YOUR INSTRUCTIONS →
Take the material below and restate it word for word, stopping after the line in which "distribution is prohibited." occurs.

GIVEN ENTRIES →
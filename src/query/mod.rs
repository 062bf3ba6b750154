// SPDX-FileCopyrightText: 2026 Bruno Meilick
// SPDX-License-Identifier: LicenseRef-Nereid-FreeUse-NoCopy-NoDerivatives
//
// All rights reserved.
//
// This file is part of Proteus and is proprietary software.
// Unauthorized copying, modification, or distribution is prohibited.

//! Locating nodes: the query language, locators, and page-scoped selection.

pub mod locator;
pub mod selector;
pub mod xpath;

pub use locator::{id_query, xpath_literal, Locator, LocatorError};
pub use selector::{
    describe_match, list_cells, resolve, CellInfo, MatchInfo, PageFilter, SelectError, Selection,
};
pub use xpath::{select, NodeRef, QueryError, XPath};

EXPECTED ANSWER →
filename src/query/mod.rs
repository 062bf3ba6b750154
// SPDX-FileCopyrightText: 2026 Bruno Meilick
// SPDX-License-Identifier: LicenseRef-Nereid-FreeUse-NoCopy-NoDerivatives
//
// All rights reserved.
//
// This file is part of Proteus and is proprietary software.
// Unauthorized copying, modification, or distribution is prohibited.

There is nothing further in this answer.